Description of the task:
The word "AppLayout" marks the lines you need; copy each of them from the data.

Dataset entries:
################

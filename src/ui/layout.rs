// src/ui/layout.rs

use ratatui::layout::{Constraint, Layout, Rect};

/// Screen regions, computed once per frame.
pub struct AppLayout {
    pub input: Rect,
    pub options: Rect,
    pub tabs: Rect,
    pub results: Rect,
    pub summary: Rect,
    pub footer: Rect,
}

/// Target input and phase toggles on top, tabbed results beside the summary
/// panel, and a one-line footer.
pub fn create_layout(frame_size: Rect) -> AppLayout {
    let [input, options, content, footer] = Layout::vertical([
        Constraint::Length(3),
        Constraint::Length(3),
        Constraint::Min(0),
        Constraint::Length(1),
    ])
    .areas(frame_size);

    let [left, summary] =
        Layout::horizontal([Constraint::Percentage(70), Constraint::Percentage(30)]).areas(content);
    let [tabs, results] = Layout::vertical([Constraint::Length(3), Constraint::Min(0)]).areas(left);

    AppLayout { input, options, tabs, results, summary, footer }
}
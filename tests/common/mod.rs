// Deterministic probes shared by the integration tests.

#![allow(dead_code)]

use async_trait::async_trait;
use bountyforge_rs::config::ScanSettings;
use bountyforge_rs::core::knowledge_base::{Candidate, CandidateSet, PortCandidate, VULNERABILITY_CHECKS};
use bountyforge_rs::core::models::RiskTier;
use bountyforge_rs::core::target::Target;
use bountyforge_rs::{FindingKind, Orchestrator, Phase, Probe, ProbeError, ProbeSet, StopHandle};
use std::collections::HashMap;
use std::sync::{Arc, Mutex, OnceLock};
use std::time::Duration;
use tokio::sync::Notify;

#[derive(Clone)]
pub enum Outcome {
    Found,
    Fail,
}

/// Answers from a fixed table keyed by the candidate's display text.
/// Unlisted candidates are "not present".
#[derive(Default)]
pub struct ScriptedProbe {
    phase: Option<Phase>,
    outcomes: HashMap<String, Outcome>,
    calls: Arc<Mutex<Vec<String>>>,
    completions: Arc<Mutex<Vec<String>>>,
    delays: HashMap<String, Duration>,
    stop_on: Option<(String, Arc<OnceLock<StopHandle>>)>,
    gate: Option<(Arc<Notify>, Arc<Notify>)>,
}

impl ScriptedProbe {
    pub fn new(phase: Phase) -> Self {
        Self { phase: Some(phase), ..Default::default() }
    }

    pub fn found(mut self, candidate: &str) -> Self {
        self.outcomes.insert(candidate.to_string(), Outcome::Found);
        self
    }

    pub fn failing(mut self, candidate: &str) -> Self {
        self.outcomes.insert(candidate.to_string(), Outcome::Fail);
        self
    }

    /// Makes `candidate` answer only after `delay`.
    pub fn delayed(mut self, candidate: &str, delay: Duration) -> Self {
        self.delays.insert(candidate.to_string(), delay);
        self
    }

    /// Requests a stop while probing `candidate`.
    pub fn stop_on(mut self, candidate: &str, handle: Arc<OnceLock<StopHandle>>) -> Self {
        self.stop_on = Some((candidate.to_string(), handle));
        self
    }

    /// Signals `entered` on every call, then waits for `release`.
    pub fn gated(mut self, entered: Arc<Notify>, release: Arc<Notify>) -> Self {
        self.gate = Some((entered, release));
        self
    }

    pub fn call_log(&self) -> Arc<Mutex<Vec<String>>> {
        Arc::clone(&self.calls)
    }
}

fn finding_for(candidate: &Candidate, target: &Target) -> FindingKind {
    match candidate {
        Candidate::Subdomain(label) => FindingKind::Subdomain { name: target.host_for(label) },
        Candidate::Port(p) => FindingKind::Port { port: p.port, service: p.service.clone() },
        Candidate::Path(path) => FindingKind::Path { path: path.clone(), url: format!("https://{target}{path}") },
        Candidate::Check(check) => FindingKind::Vulnerability {
            name: check.name.to_string(),
            description: check.description.to_string(),
            risk: RiskTier::Warning,
        },
    }
}

#[async_trait]
impl Probe for ScriptedProbe {
    fn phase(&self) -> Phase {
        self.phase.unwrap_or(Phase::Subdomains)
    }

    async fn probe(&self, candidate: &Candidate, target: &Target) -> Result<Option<FindingKind>, ProbeError> {
        let key = candidate.to_string();
        self.calls.lock().unwrap().push(key.clone());

        if let Some((entered, release)) = &self.gate {
            entered.notify_one();
            release.notified().await;
        }
        if let Some((on, handle)) = &self.stop_on {
            if *on == key {
                let handle = handle.get().expect("stop handle installed");
                handle.stop();
                handle.stop();
            }
        }

        if let Some(delay) = self.delays.get(&key) {
            tokio::time::sleep(*delay).await;
        }
        self.completions.lock().unwrap().push(key.clone());

        match self.outcomes.get(&key) {
            Some(Outcome::Found) => Ok(Some(finding_for(candidate, target))),
            Some(Outcome::Fail) => Err(ProbeError::Dns(format!("no answer for {key}"))),
            None => Ok(None),
        }
    }
}

pub struct Fixture {
    pub probes: [Arc<ScriptedProbe>; 4],
}

impl Fixture {
    pub fn new(subdomains: ScriptedProbe, ports: ScriptedProbe, paths: ScriptedProbe, checks: ScriptedProbe) -> Self {
        Self { probes: [Arc::new(subdomains), Arc::new(ports), Arc::new(paths), Arc::new(checks)] }
    }

    pub fn quiet() -> Self {
        Self::new(
            ScriptedProbe::new(Phase::Subdomains),
            ScriptedProbe::new(Phase::Ports),
            ScriptedProbe::new(Phase::Directories),
            ScriptedProbe::new(Phase::Vulnerabilities),
        )
    }

    pub fn probe_set(&self) -> ProbeSet {
        let [s, p, d, v] = &self.probes;
        ProbeSet::new(s.clone(), p.clone(), d.clone(), v.clone())
    }

    pub fn calls(&self, phase: Phase) -> Vec<String> {
        self.probes[phase.index()].calls.lock().unwrap().clone()
    }

    /// Candidates in the order their probes answered.
    pub fn completions(&self, phase: Phase) -> Vec<String> {
        self.probes[phase.index()].completions.lock().unwrap().clone()
    }

    pub fn orchestrator(&self, candidates: CandidateSet, concurrency: usize) -> Orchestrator {
        let settings = ScanSettings { concurrency, ..Default::default() };
        Orchestrator::new(self.probe_set(), candidates, &settings)
    }
}

/// Small candidate lists so call logs stay readable.
pub fn small_candidates() -> CandidateSet {
    CandidateSet {
        subdomains: vec!["www".to_string(), "mail".to_string(), "dev".to_string()],
        ports: [(22, "SSH"), (80, "HTTP"), (443, "HTTPS"), (8080, "HTTP-Alt")]
            .into_iter()
            .map(|(port, service)| PortCandidate { port, service: service.to_string() })
            .collect(),
        paths: vec!["/admin".to_string(), "/.env".to_string(), "/backup".to_string()],
        checks: VULNERABILITY_CHECKS.iter().take(2).collect(),
    }
}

################

Task solution:
pub struct AppLayout {
pub fn create_layout(frame_size: Rect) -> AppLayout {
    AppLayout { input, options, tabs, results, summary, footer }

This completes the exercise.